Opinion
Sydney’s rusty rail network poses political pitfalls for Premier
The Premier may be losing sleep over Sydney’s repeated and inevitable rail failures, but commuters are losing their time, patience, and tempers.
James O'DohertyState Political Editor
Daily Telegraph
May 23, 2025 - 11:46AM
https://www.dailytelegraph.com.au/n...tical-pitfalls-for-premier/news-story/5e8b6c66ecc7438e25c60614918d6c7e#comments
Sydney’s rail network is so fragile, so flimsy and so frail that Premier Chris Minns is literally losing sleep over it.
“I stay up nights worrying about this,” Minns declared on Wednesday, after a single overhead wire fault sent a city of more than five million people into total meltdown.
Those sleepless nights are entirely justified. Failures of the mass transport networks do not just leave countless commuters in the lurch; they can also lose governments elections.
Nothing else within the state government’s power has the terrible capacity to screw up everybody’s day, every day, twice a day.
Transport boffins are still yet to work out the exact cause of Tuesday’s catastrophe, which means they cannot promise that it will not happen again – whether that’s tomorrow, next week, or next month.
Commuters were left stranded for more than 24 hours due to Tuesday’s disaster. Picture: Thomas Lisson
The network breakdowns would be bad enough on their own, but they are made worse by the fact that train performance is in the pits, even on a good day.
The government has not met its on-time running targets, where 92 per cent of services arrive within five minutes of their scheduled arrival time, since January last year.
For the majority of this year, one in five trains has run late. And we haven’t had a consistently reliable service since the end of 2021.
Passengers queued for hundreds of metres for buses at Lidcombe on Wednesday. Picture: Justin Lloyd.
Minns announced he would hold a “short and sharp” review into the rail network following this week’s debacle.
That is not going to cut it, particularly when the government is still yet to implement findings from the last review into exactly the same thing.
That review, we revealed this week, cost almost $700,000 in contractors alone.
All lines but the T4 were impacted in the latest rail meltdown.
It took crews 12 hours to clear the damage. Picture Thomas Lisson
It identified maintenance backlogs which are yet to be fixed (delayed, in part, by industrial action) and failings in incident management.
Any review must look into how the network can be untangled.

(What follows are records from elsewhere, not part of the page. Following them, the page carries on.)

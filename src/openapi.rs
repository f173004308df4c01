use axum::routing::get;
use axum::{Json, Router};
use utoipa::OpenApi;

use crate::state::AppState;

#[derive(OpenApi)]
#[openapi(
    info(
        title = "keyfleet-core",
        description = "authorized_keys reconciliation engine"
    ),
    paths(
        crate::routes::health::healthz_handler,
        crate::routes::queue::enqueue_apply,
        crate::routes::queue::enqueue_apply_all,
        crate::routes::queue::emergency_revoke,
        crate::routes::queue::queue_depth,
        crate::routes::deployments::deployments_for_host,
        crate::routes::deployments::deployments_for_account,
    ),
    components(schemas(
        crate::routes::health::HealthResponse,
        crate::services::reconciler::ApplyPriority,
        crate::services::reconciler::DeploymentStatus,
        crate::services::reconciler::DeploymentPublic,
        crate::services::reconciler::DeploymentListResponse,
        crate::services::reconciler::EnqueueApplyRequest,
        crate::services::reconciler::EnqueueApplyResponse,
        crate::services::reconciler::EnqueueAllRequest,
        crate::services::reconciler::EnqueueAllResponse,
        crate::services::reconciler::EmergencyRevokeRequest,
        crate::services::reconciler::RevokeSummary,
        crate::services::reconciler::QueueDepthResponse,
    )),
    tags(
        (name = "queue", description = "Apply queue operations"),
        (name = "deployments", description = "Deployment ledger visibility"),
    )
)]
pub struct ApiDoc;

pub fn openapi_json() -> serde_json::Value {
    serde_json::to_value(ApiDoc::openapi()).unwrap_or_else(|err| {
        tracing::error!(error = %err, "failed to serialize OpenAPI document");
        serde_json::json!({})
    })
}

pub(crate) async fn openapi_handler() -> Json<serde_json::Value> {
    Json(openapi_json())
}

pub fn router() -> Router<AppState> {
    Router::new().route("/openapi.json", get(openapi_handler))
}
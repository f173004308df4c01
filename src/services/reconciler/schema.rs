use sqlx::PgPool;

use super::store::StoreResult;

// Bootstrap DDL, applied at startup. The users / ssh_keys /
// user_host_accounts / managed_hosts tables belong to the portal
// subsystems; they are created here only so the engine can run standalone,
// and the engine treats them as read-only apart from the documented
// timestamp/status stamps.
const SCHEMA_SQL: &str = r#"
    CREATE TABLE IF NOT EXISTS users (
      id uuid PRIMARY KEY,
      username text UNIQUE NOT NULL,
      status text NOT NULL DEFAULT 'active',
      created_at timestamptz NOT NULL DEFAULT now()
    );

    CREATE TABLE IF NOT EXISTS managed_hosts (
      id uuid PRIMARY KEY,
      hostname text UNIQUE NOT NULL,
      address text NOT NULL,
      os_family text NOT NULL,
      last_seen_at timestamptz,
      created_at timestamptz NOT NULL DEFAULT now()
    );

    CREATE TABLE IF NOT EXISTS ssh_keys (
      id uuid PRIMARY KEY,
      user_id uuid NOT NULL REFERENCES users(id) ON DELETE CASCADE,
      public_key text NOT NULL,
      algorithm text NOT NULL,
      bit_length integer NOT NULL,
      comment text,
      fingerprint_sha256 text UNIQUE NOT NULL,
      authorized_keys_options text,
      status text NOT NULL DEFAULT 'active',
      expires_at timestamptz,
      last_applied_at timestamptz,
      created_at timestamptz NOT NULL DEFAULT now()
    );

    CREATE TABLE IF NOT EXISTS user_host_accounts (
      id uuid PRIMARY KEY,
      user_id uuid NOT NULL REFERENCES users(id) ON DELETE CASCADE,
      host_id uuid NOT NULL REFERENCES managed_hosts(id) ON DELETE CASCADE,
      remote_username text NOT NULL,
      status text NOT NULL DEFAULT 'active',
      created_at timestamptz NOT NULL DEFAULT now(),
      UNIQUE (user_id, host_id, remote_username)
    );

    CREATE TABLE IF NOT EXISTS apply_queue (
      id uuid PRIMARY KEY,
      user_host_account_id uuid NOT NULL REFERENCES user_host_accounts(id) ON DELETE CASCADE,
      priority smallint NOT NULL DEFAULT 0,
      status text NOT NULL DEFAULT 'queued',
      scheduled_at timestamptz NOT NULL DEFAULT now(),
      started_at timestamptz,
      finished_at timestamptz,
      retry_count integer NOT NULL DEFAULT 0,
      error text,
      created_at timestamptz NOT NULL DEFAULT now()
    );

    -- Coalescing: at most one pending row per account.
    CREATE UNIQUE INDEX IF NOT EXISTS apply_queue_one_queued_per_account
      ON apply_queue (user_host_account_id)
      WHERE status = 'queued';

    CREATE INDEX IF NOT EXISTS apply_queue_claim_order
      ON apply_queue (status, priority DESC, scheduled_at ASC);

    CREATE TABLE IF NOT EXISTS deployments (
      id uuid PRIMARY KEY,
      host_id uuid NOT NULL REFERENCES managed_hosts(id) ON DELETE CASCADE,
      user_host_account_id uuid NOT NULL REFERENCES user_host_accounts(id) ON DELETE CASCADE,
      generation bigint NOT NULL,
      status text NOT NULL DEFAULT 'pending',
      checksum text,
      key_count integer NOT NULL DEFAULT 0,
      started_at timestamptz NOT NULL DEFAULT now(),
      finished_at timestamptz,
      error text,
      retry_count integer NOT NULL DEFAULT 0,
      UNIQUE (host_id, user_host_account_id, generation)
    );

    CREATE INDEX IF NOT EXISTS deployments_by_account
      ON deployments (user_host_account_id, generation DESC);
"#;

pub async fn ensure_schema(db: &PgPool) -> StoreResult<()> {
    sqlx::raw_sql(SCHEMA_SQL).execute(db).await?;
    Ok(())
}
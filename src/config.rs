use anyhow::{Context, Result};
use std::collections::BTreeMap;
use std::path::PathBuf;

#[derive(Debug, Clone)]
pub struct EngineConfig {
    pub database_url: String,
    pub worker_count: usize,
    pub poll_interval_ms: u64,
    pub lease_seconds: u64,
    pub max_retries: i32,
    pub retry_backoff_base_seconds: u64,
    pub retry_backoff_cap_seconds: u64,
    pub queue_retention_days: u32,
    pub history_limit: i64,
    pub apply_ssh_user: String,
    pub apply_ssh_key_path: PathBuf,
    pub apply_ssh_port: u16,
    pub ssh_known_hosts_path: PathBuf,
    pub strict_host_key_check: bool,
    pub connect_timeout_seconds: u64,
    pub operation_timeout_seconds: u64,
    pub authorized_keys_templates: BTreeMap<String, String>,
}

impl EngineConfig {
    pub fn from_env() -> Result<Self> {
        let database_url = std::env::var("KEYFLEET_DATABASE_URL")
            .ok()
            .map(|value| value.trim().to_string())
            .filter(|value| !value.is_empty())
            .context("KEYFLEET_DATABASE_URL must be set for the engine runtime")?;
        let database_url = normalize_database_url(database_url);

        let worker_count = env_u64("KEYFLEET_WORKER_COUNT", 4).clamp(1, 32) as usize;
        let poll_interval_ms = env_u64("KEYFLEET_POLL_INTERVAL_MS", 500).clamp(50, 10_000);
        let lease_seconds = env_u64("KEYFLEET_LEASE_SECONDS", 180).clamp(30, 3_600);
        let max_retries = env_u64("KEYFLEET_MAX_RETRIES", 3).clamp(1, 10) as i32;
        let retry_backoff_base_seconds =
            env_u64("KEYFLEET_RETRY_BACKOFF_BASE_SECONDS", 60).clamp(1, 3_600);
        let retry_backoff_cap_seconds =
            env_u64("KEYFLEET_RETRY_BACKOFF_CAP_SECONDS", 3_600).clamp(60, 24 * 3_600);
        let queue_retention_days = env_u64("KEYFLEET_QUEUE_RETENTION_DAYS", 7).clamp(1, 365) as u32;
        let history_limit = env_u64("KEYFLEET_HISTORY_LIMIT", 100).clamp(1, 1_000) as i64;

        let apply_ssh_user = env_string("KEYFLEET_APPLY_SSH_USER", "root");
        let apply_ssh_key_path =
            env_path("KEYFLEET_APPLY_SSH_KEY_PATH", "/etc/keyfleet/apply_key")?;
        let apply_ssh_port = env_u16("KEYFLEET_APPLY_SSH_PORT", 22);
        let ssh_known_hosts_path = env_path(
            "KEYFLEET_SSH_KNOWN_HOSTS_PATH",
            "/var/lib/keyfleet/known_hosts",
        )?;
        let strict_host_key_check = env_bool("KEYFLEET_STRICT_HOST_KEY_CHECK", false);
        let connect_timeout_seconds = env_u64("KEYFLEET_CONNECT_TIMEOUT_SECONDS", 10).clamp(1, 120);
        let operation_timeout_seconds =
            env_u64("KEYFLEET_OPERATION_TIMEOUT_SECONDS", 60).clamp(5, 600);

        let mut authorized_keys_templates = default_authorized_keys_templates();
        if let Some(raw) = env_optional_string("KEYFLEET_AUTHORIZED_KEYS_TEMPLATES") {
            let overrides = parse_template_overrides(&raw)
                .context("KEYFLEET_AUTHORIZED_KEYS_TEMPLATES is not a valid JSON object")?;
            authorized_keys_templates.extend(overrides);
        }
        for (family, template) in &authorized_keys_templates {
            if !template.contains("{user}") {
                anyhow::bail!(
                    "authorized_keys template for os family {family} must contain a {{user}} placeholder"
                );
            }
        }

        Ok(Self {
            database_url,
            worker_count,
            poll_interval_ms,
            lease_seconds,
            max_retries,
            retry_backoff_base_seconds,
            retry_backoff_cap_seconds,
            queue_retention_days,
            history_limit,
            apply_ssh_user,
            apply_ssh_key_path,
            apply_ssh_port,
            ssh_known_hosts_path,
            strict_host_key_check,
            connect_timeout_seconds,
            operation_timeout_seconds,
            authorized_keys_templates,
        })
    }
}

pub fn default_authorized_keys_templates() -> BTreeMap<String, String> {
    let mut templates = BTreeMap::new();
    templates.insert(
        "linux".to_string(),
        "/home/{user}/.ssh/authorized_keys".to_string(),
    );
    templates.insert(
        "darwin".to_string(),
        "/Users/{user}/.ssh/authorized_keys".to_string(),
    );
    templates
}

fn parse_template_overrides(raw: &str) -> Result<BTreeMap<String, String>> {
    let overrides: BTreeMap<String, String> = serde_json::from_str(raw)?;
    Ok(overrides
        .into_iter()
        .map(|(family, template)| (family.trim().to_lowercase(), template.trim().to_string()))
        .filter(|(family, template)| !family.is_empty() && !template.is_empty())
        .collect())
}

fn env_string(key: &str, default: &str) -> String {
    std::env::var(key)
        .ok()
        .map(|value| value.trim().to_string())
        .filter(|value| !value.is_empty())
        .unwrap_or_else(|| default.to_string())
}

fn env_optional_string(key: &str) -> Option<String> {
    std::env::var(key)
        .ok()
        .map(|value| value.trim().to_string())
        .filter(|value| !value.is_empty())
}

fn env_bool(key: &str, default: bool) -> bool {
    match std::env::var(key)
        .ok()
        .map(|value| value.trim().to_lowercase())
    {
        Some(value) if value == "1" || value == "true" || value == "yes" => true,
        Some(value) if value == "0" || value == "false" || value == "no" => false,
        _ => default,
    }
}

fn env_u16(key: &str, default: u16) -> u16 {
    std::env::var(key)
        .ok()
        .and_then(|value| value.trim().parse::<u16>().ok())
        .unwrap_or(default)
}

fn env_u64(key: &str, default: u64) -> u64 {
    std::env::var(key)
        .ok()
        .and_then(|value| value.trim().parse::<u64>().ok())
        .unwrap_or(default)
}

fn env_path(key: &str, default: &str) -> Result<PathBuf> {
    let value = env_optional_string(key).unwrap_or_else(|| default.to_string());
    let path = PathBuf::from(value);
    if path.as_os_str().is_empty() {
        anyhow::bail!("{key} resolved to an empty path");
    }
    Ok(path)
}

fn normalize_database_url(url: String) -> String {
    if let Some(stripped) = url.strip_prefix("postgresql+psycopg://") {
        return format!("postgresql://{stripped}");
    }
    if let Some(stripped) = url.strip_prefix("postgresql+asyncpg://") {
        return format!("postgresql://{stripped}");
    }
    url
}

There was a reason that commuters on the T4 Eastern Suburbs and Illawarra line were spared the brunt of the rail chaos this week; that line runs independently to the rest of the network.
A respected former transport boss also thinks that the government should carve up the bureaucracy and begin again.
Power was only turned back on after 7am on Wednesday. Picture Thomas Lisson
Former transport tsar John Lee argues that amalgamating the rail operations into Transport for NSW has diluted the capacity of Sydney Trains to keep things running.
He thinks the government should go back to the future with a new railway “authority,” similar to the State Transit Authority he once ran for the bus network.
“At the turn of the century the railways in Victoria, NSW and Queensland were literally run by authorities,” Lee says.
Those authorities could exert “command and control of operations”, he says, who could actually get things done.
Trains were running at limited capacity all of Wednesday. Picture Thomas Lisson
“There’s been a devolution of that authority over time, and what it has done is reduce the focus.”
In a perfect world, we would do away with heavy rail for good for suburban commutes, by building more Metro lines.
This week, it was the Metro that came to the rescue. The only problems people faced getting onto services in the city was that it was too popular, and the escalators to the platforms were going the wrong way.
Chris Minns says he is losing sleep over the state of the rail network. Picture: NewsWire / Nikki Short
While trains were sitting idle, Metro services were actually increased to handle the extra load.
If Opposition Leader Mark Speakman was smart, he would use the repeated rail meltdowns to announce he would go all in on Metro lines.
Unshackled by Labor’s aversion to privatisation, Speakman could promise to court private investment to fund the infrastructure of the 21st century.
If the Sydney City Metro had been opened before the last state election, then-premier Dominic Perrottet would have used the immense popularity of the network to push ahead on other lines that have since been delayed, pushed back, or shelved.
Voters will punish Labor at the polls if rail chaos continues. Picture: NewsWire / Nikki Short
Instead, construction of new Metro rail links to Sydney’s west will not start until 2040, if they are ever built at all.
Labor made the right call in going ahead with Metro West, but there are other crucial links – particularly to the Western Sydney airport – that he has put on the back burner.
For Minns, offering a paltry fare-free day on Monday will do nothing to assuage commuters’ anger, particularly when the entire city ground to a halt for more than 24 hours.
Minns described the failure as a “big, red, loud warning,” acknowledging that commuters have the government on a “very short leash”. That leash is getting shorter.
The Premier needs to spend those sleepless nights working out how he is going to ensure Sydney has a rail network that is actually up to the job.